(Stored entries)
■ ■ ■

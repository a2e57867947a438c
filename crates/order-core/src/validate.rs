//! Submission rules for order records.
//!
//! Rules are evaluated independently and all errors are collected, so the
//! caller can surface every problem at once instead of one per attempt.
//! Same input always yields the same error set.

use std::collections::BTreeMap;

use crate::catalog::Catalog;
use crate::normalize::parse_quantity;
use crate::order::{Field, OrderRequest};
use crate::profile::IntakeProfile;

/// Check a candidate record against the catalog and the active profile.
///
/// Returns a map from field to human-readable error; an empty map means the
/// record is submittable.
pub fn validate(
    record: &OrderRequest,
    catalog: &Catalog,
    profile: &IntakeProfile,
) -> BTreeMap<Field, String> {
    let mut errors = BTreeMap::new();

    let product = catalog.resolve(&record.product);

    if record.product.trim().is_empty() {
        errors.insert(Field::Product, "enter a product".to_string());
    } else if profile.product_catalog_only && product.is_none() {
        errors.insert(Field::Product, "choose a product from the catalog".to_string());
    }

    if record.quantity.trim().is_empty() {
        errors.insert(Field::Quantity, "enter a quantity".to_string());
    } else {
        let discrete = product.map(|p| p.unit.is_discrete()).unwrap_or(false);
        match parse_quantity(&record.quantity) {
            Some(qty) if discrete => {
                if qty.value <= 0.0 || qty.value.fract() != 0.0 {
                    errors.insert(Field::Quantity, "must be a positive integer".to_string());
                }
            }
            Some(qty) => {
                if qty.value <= 0.0 {
                    errors.insert(Field::Quantity, "must be a positive number".to_string());
                }
            }
            None if discrete => {
                errors.insert(Field::Quantity, "must be a positive integer".to_string());
            }
            None => {
                errors.insert(Field::Quantity, "must be a positive number".to_string());
            }
        }
    }

    if let (Some(product), Some(packaging)) = (product, record.packaging.as_deref()) {
        if !packaging.trim().is_empty() && !product.has_packaging() {
            errors.insert(
                Field::Packaging,
                "packaging is not offered for this product".to_string(),
            );
        }
    }

    if record.destination.trim().is_empty() {
        errors.insert(Field::Destination, "enter a destination country".to_string());
    } else if profile.destination_enumerated && !catalog.is_allowed_country(&record.destination) {
        errors.insert(
            Field::Destination,
            "choose a country we currently export to".to_string(),
        );
    }

    if record.buyer_name.trim().is_empty() {
        errors.insert(Field::BuyerName, "enter your name".to_string());
    }

    if record.email.trim().is_empty() {
        errors.insert(Field::Email, "enter an email address".to_string());
    } else if !email_shape_ok(&record.email) {
        errors.insert(Field::Email, "enter a valid email address".to_string());
    }

    if profile.phone_required && record.phone.as_deref().map_or(true, |p| p.trim().is_empty()) {
        errors.insert(Field::Phone, "enter a phone number".to_string());
    }

    errors
}

/// Basic `local@domain.tld` shape check.
fn email_shape_ok(email: &str) -> bool {
    let email = email.trim();
    let mut parts = email.split('@');
    let (local, domain) = match (parts.next(), parts.next(), parts.next()) {
        (Some(local), Some(domain), None) => (local, domain),
        _ => return false,
    };

    !local.is_empty()
        && !domain.is_empty()
        && domain.contains('.')
        && !domain.starts_with('.')
        && !domain.ends_with('.')
        && !domain.contains("..")
}

#[cfg(test)]
mod tests {
    use super::*;
    use crate::order::FieldUpdate;

    fn complete_record() -> OrderRequest {
        OrderRequest::default().apply(&FieldUpdate {
            product: Some("Premium Cocopeat (cube)".to_string()),
            quantity: Some("50".to_string()),
            destination: Some("India".to_string()),
            buyer_name: Some("A. Perera".to_string()),
            email: Some("a@x.com".to_string()),
            phone: Some("+94775112541".to_string()),
            ..FieldUpdate::default()
        })
    }

    #[test]
    fn test_complete_record_is_submittable() {
        let errors = validate(
            &complete_record(),
            Catalog::builtin(),
            IntakeProfile::relaxed(),
        );
        assert!(errors.is_empty(), "unexpected errors: {errors:?}");
    }

    #[test]
    fn test_every_missing_required_field_is_flagged() {
        let errors = validate(
            &OrderRequest::default(),
            Catalog::builtin(),
            IntakeProfile::relaxed(),
        );

        for field in [
            Field::Product,
            Field::Quantity,
            Field::Destination,
            Field::BuyerName,
            Field::Email,
        ] {
            assert!(errors.contains_key(&field), "missing error for {field:?}");
        }
        // Phone optional in the relaxed profile.
        assert!(!errors.contains_key(&Field::Phone));
    }

    #[test]
    fn test_discrete_unit_requires_positive_integer() {
        for bad in ["3.5", "-2", "0", "abc"] {
            let mut record = complete_record();
            record.quantity = bad.to_string();
            let errors = validate(&record, Catalog::builtin(), IntakeProfile::relaxed());
            assert_eq!(
                errors.get(&Field::Quantity).map(String::as_str),
                Some("must be a positive integer"),
                "quantity {bad:?} should be rejected"
            );
        }
    }

    #[test]
    fn test_continuous_unit_accepts_fractional_quantity() {
        let mut record = complete_record();
        record.product = "Premium Chili (Hot Dragon F1 / Scotch Bonnet)".to_string();
        record.quantity = "2.5".to_string();
        let errors = validate(&record, Catalog::builtin(), IntakeProfile::relaxed());
        assert!(!errors.contains_key(&Field::Quantity));
    }

    #[test]
    fn test_quantity_with_unit_text_is_accepted() {
        let mut record = complete_record();
        record.quantity = "50 cubes".to_string();
        let errors = validate(&record, Catalog::builtin(), IntakeProfile::relaxed());
        assert!(!errors.contains_key(&Field::Quantity));
    }

    #[test]
    fn test_email_shape() {
        for bad in ["nope", "a@b", "@x.com", "a@.com", "a@x..com", "a@b@c.com"] {
            let mut record = complete_record();
            record.email = bad.to_string();
            let errors = validate(&record, Catalog::builtin(), IntakeProfile::relaxed());
            assert!(errors.contains_key(&Field::Email), "email {bad:?} accepted");
        }
    }

    #[test]
    fn test_strict_profile_requires_phone_and_known_country() {
        let mut record = complete_record();
        record.phone = None;
        record.destination = "Atlantis".to_string();

        let errors = validate(&record, Catalog::builtin(), IntakeProfile::strict());
        assert!(errors.contains_key(&Field::Phone));
        assert!(errors.contains_key(&Field::Destination));

        // The same record passes under the relaxed profile.
        let errors = validate(&record, Catalog::builtin(), IntakeProfile::relaxed());
        assert!(errors.is_empty());
    }

    #[test]
    fn test_strict_profile_rejects_free_text_product() {
        let mut record = complete_record();
        record.product = "Mystery produce".to_string();
        record.phone = Some("+94775112541".to_string());
        record.destination = "India".to_string();

        let errors = validate(&record, Catalog::builtin(), IntakeProfile::strict());
        assert!(errors.contains_key(&Field::Product));

        let errors = validate(&record, Catalog::builtin(), IntakeProfile::relaxed());
        assert!(!errors.contains_key(&Field::Product));
    }

    #[test]
    fn test_deterministic() {
        let record = OrderRequest::default();
        let a = validate(&record, Catalog::builtin(), IntakeProfile::relaxed());
        let b = validate(&record, Catalog::builtin(), IntakeProfile::relaxed());
        assert_eq!(a, b);
    }
}
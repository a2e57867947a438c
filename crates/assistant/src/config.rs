//! Configuration for the order assistant.

use std::env;

use crate::error::AssistantError;
use crate::prompt::load_system_prompt;

/// Configuration for [`Assistant`](crate::Assistant).
#[derive(Debug, Clone)]
pub struct AssistantConfig {
    /// Base URL of the chat-completions gateway.
    pub api_url: String,

    /// Bearer credential for the gateway.
    pub api_key: String,

    /// Model name to request.
    pub model: String,

    /// System instruction sent as the first message of every call.
    pub system_prompt: String,

    /// Maximum tokens for the reply.
    pub max_tokens: Option<u32>,

    /// Temperature for generation.
    pub temperature: Option<f32>,
}

impl Default for AssistantConfig {
    fn default() -> Self {
        Self {
            api_url: "https://ai.gateway.lovable.dev".to_string(),
            api_key: String::new(),
            model: "google/gemini-2.5-flash".to_string(),
            system_prompt: crate::prompt::DEFAULT_SYSTEM_PROMPT.to_string(),
            max_tokens: Some(1024),
            temperature: Some(0.2),
        }
    }
}

impl AssistantConfig {
    /// Create configuration from environment variables.
    ///
    /// Required:
    /// - `ASSISTANT_API_KEY` - bearer credential for the gateway
    ///
    /// Optional:
    /// - `ASSISTANT_API_URL` - gateway base URL (default: https://ai.gateway.lovable.dev)
    /// - `ASSISTANT_MODEL` - model name (default: google/gemini-2.5-flash)
    /// - `ASSISTANT_SYSTEM_PROMPT` / `ASSISTANT_PROMPT_FILE` - prompt override
    /// - `ASSISTANT_MAX_TOKENS` - max tokens (default: 1024)
    /// - `ASSISTANT_TEMPERATURE` - temperature (default: 0.2)
    pub fn from_env() -> Result<Self, AssistantError> {
        let api_key = env::var("ASSISTANT_API_KEY")
            .map_err(|_| AssistantError::Configuration("ASSISTANT_API_KEY not set".to_string()))?;

        let api_url = env::var("ASSISTANT_API_URL")
            .unwrap_or_else(|_| "https://ai.gateway.lovable.dev".to_string());

        let model = env::var("ASSISTANT_MODEL")
            .unwrap_or_else(|_| "google/gemini-2.5-flash".to_string());

        let system_prompt = load_system_prompt();

        let max_tokens = env::var("ASSISTANT_MAX_TOKENS")
            .ok()
            .and_then(|v| v.parse().ok())
            .or(Some(1024));

        let temperature = env::var("ASSISTANT_TEMPERATURE")
            .ok()
            .and_then(|v| v.parse().ok())
            .or(Some(0.2));

        Ok(Self {
            api_url,
            api_key,
            model,
            system_prompt,
            max_tokens,
            temperature,
        })
    }

    /// Create a new config builder.
    pub fn builder() -> AssistantConfigBuilder {
        AssistantConfigBuilder::default()
    }
}

/// Builder for [`AssistantConfig`].
#[derive(Debug, Default)]
pub struct AssistantConfigBuilder {
    config: AssistantConfig,
}

impl AssistantConfigBuilder {
    /// Set the API key.
    pub fn api_key(mut self, key: impl Into<String>) -> Self {
        self.config.api_key = key.into();
        self
    }

    /// Set the gateway base URL.
    pub fn api_url(mut self, url: impl Into<String>) -> Self {
        self.config.api_url = url.into();
        self
    }

    /// Set the model name.
    pub fn model(mut self, model: impl Into<String>) -> Self {
        self.config.model = model.into();
        self
    }

    /// Set the system prompt.
    pub fn system_prompt(mut self, prompt: impl Into<String>) -> Self {
        self.config.system_prompt = prompt.into();
        self
    }

    /// Set the max tokens.
    pub fn max_tokens(mut self, tokens: u32) -> Self {
        self.config.max_tokens = Some(tokens);
        self
    }

    /// Set the temperature.
    pub fn temperature(mut self, temperature: f32) -> Self {
        self.config.temperature = Some(temperature);
        self
    }

    /// Build the configuration.
    pub fn build(self) -> AssistantConfig {
        self.config
    }
}
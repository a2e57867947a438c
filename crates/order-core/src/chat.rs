//! Chat message types for the order assistant conversation.

use serde::{Deserialize, Serialize};

/// Who authored a chat message.
#[derive(Debug, Clone, Copy, PartialEq, Eq, Serialize, Deserialize)]
#[serde(rename_all = "lowercase")]
pub enum Role {
    User,
    Assistant,
}

/// A single message in the intake conversation.
///
/// The history is append-only, scoped to one session, and held only in
/// memory; it is never persisted with the order.
#[derive(Debug, Clone, PartialEq, Eq, Serialize, Deserialize)]
pub struct ChatMessage {
    pub role: Role,
    pub content: String,
}

impl ChatMessage {
    /// Create a user message.
    pub fn user(content: impl Into<String>) -> Self {
        Self {
            role: Role::User,
            content: content.into(),
        }
    }

    /// Create an assistant message.
    pub fn assistant(content: impl Into<String>) -> Self {
        Self {
            role: Role::Assistant,
            content: content.into(),
        }
    }
}

#[cfg(test)]
mod tests {
    use super::*;

    #[test]
    fn test_role_serializes_lowercase() {
        let msg = ChatMessage::user("hello");
        let json = serde_json::to_string(&msg).unwrap();
        assert_eq!(json, r#"{"role":"user","content":"hello"}"#);
    }

    #[test]
    fn test_roundtrip() {
        let msg = ChatMessage::assistant("Got it");
        let back: ChatMessage = serde_json::from_str(&serde_json::to_string(&msg).unwrap()).unwrap();
        assert_eq!(back, msg);
    }
}
//! WhatsApp deep-link building for order hand-off.
//!
//! After an order is submitted (or when a buyer prefers a human), the intake
//! produces a pre-filled `wa.me` link carrying a plain-text summary of the
//! record. Everything here is pure: the same record always renders the same
//! message and therefore the byte-for-byte same URL, so anyone parsing these
//! links downstream can rely on the format. Opening the link - and detecting
//! a blocked popup and degrading to a visible clickable link - is the
//! caller's job.
//!
//! # Example
//!
//! ```rust
//! use order_core::{Catalog, OrderRequest};
//!
//! let record = OrderRequest::default();
//! let url = whatsapp::order_link("94775112541", &record, Catalog::builtin());
//! assert!(url.starts_with("https://wa.me/94775112541?text="));
//! ```

use order_core::{normalize, Catalog, OrderRequest};

/// Placeholder written into the summary for fields the buyer left blank.
const BLANK: &str = "[___]";

/// Build a `wa.me` URL for a recipient with a URL-encoded message text.
pub fn build_url(recipient: &str, message: &str) -> String {
    format!(
        "https://wa.me/{}?text={}",
        recipient,
        urlencoding::encode(message)
    )
}

/// Quantity with its unit spelled out ("50" + cocopeat -> "50 cubes").
///
/// When the buyer already wrote a unit ("200 kg") the text is kept as
/// entered; otherwise the resolved product's unit label is appended.
fn quantity_with_unit(record: &OrderRequest, catalog: &Catalog) -> String {
    let raw = record.quantity.trim();
    if raw.is_empty() {
        return BLANK.to_string();
    }

    match normalize::parse_quantity(raw) {
        Some(qty) if qty.unit.is_none() => match catalog.resolve(&record.product) {
            Some(product) => format!("{} {}", raw, product.unit.label()),
            None => raw.to_string(),
        },
        _ => raw.to_string(),
    }
}

fn or_blank(value: Option<&str>) -> &str {
    match value {
        Some(v) if !v.trim().is_empty() => v,
        _ => BLANK,
    }
}

/// Render the stable plain-text summary of a finalized order record.
pub fn order_summary(record: &OrderRequest, catalog: &Catalog) -> String {
    let product = if record.product.trim().is_empty() {
        BLANK
    } else {
        record.product.trim()
    };
    let destination = if record.destination.trim().is_empty() {
        BLANK
    } else {
        record.destination.trim()
    };
    let buyer = if record.buyer_name.trim().is_empty() {
        BLANK
    } else {
        record.buyer_name.trim()
    };
    let email = if record.email.trim().is_empty() {
        BLANK
    } else {
        record.email.trim()
    };

    format!(
        "Order Request: {product} - Qty: {qty}, Pack: {pack}, Incoterms: {incoterms}, \
         Dest: {destination}, Date: {date}, Buyer: {buyer}, Company: {company}, \
         Email: {email}, Phone: {phone}",
        qty = quantity_with_unit(record, catalog),
        pack = or_blank(record.packaging.as_deref()),
        incoterms = or_blank(record.incoterms.as_deref()),
        date = or_blank(record.delivery_date.as_deref()),
        company = or_blank(record.company.as_deref()),
        phone = or_blank(record.phone.as_deref()),
    )
}

/// Build the notification link for a finalized order record.
pub fn order_link(recipient: &str, record: &OrderRequest, catalog: &Catalog) -> String {
    build_url(recipient, &order_summary(record, catalog))
}

/// Build the short pre-submission inquiry link shown next to the form.
pub fn inquiry_link(recipient: &str, product: Option<&str>) -> String {
    let product = match product {
        Some(name) if !name.trim().is_empty() => name.trim(),
        _ => "[PRODUCT]",
    };
    let message = format!(
        "Hello NeoGreen! I'd like to order {product} \u{2014} Quantity: {BLANK} Packaging: {BLANK} Destination: {BLANK}"
    );
    build_url(recipient, &message)
}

■ ■ ■

Each line above that contains the word "human" should be copied.

/// Returns a map from field to human-readable error; an empty map means the
//! After an order is submitted (or when a buyer prefers a human), the intake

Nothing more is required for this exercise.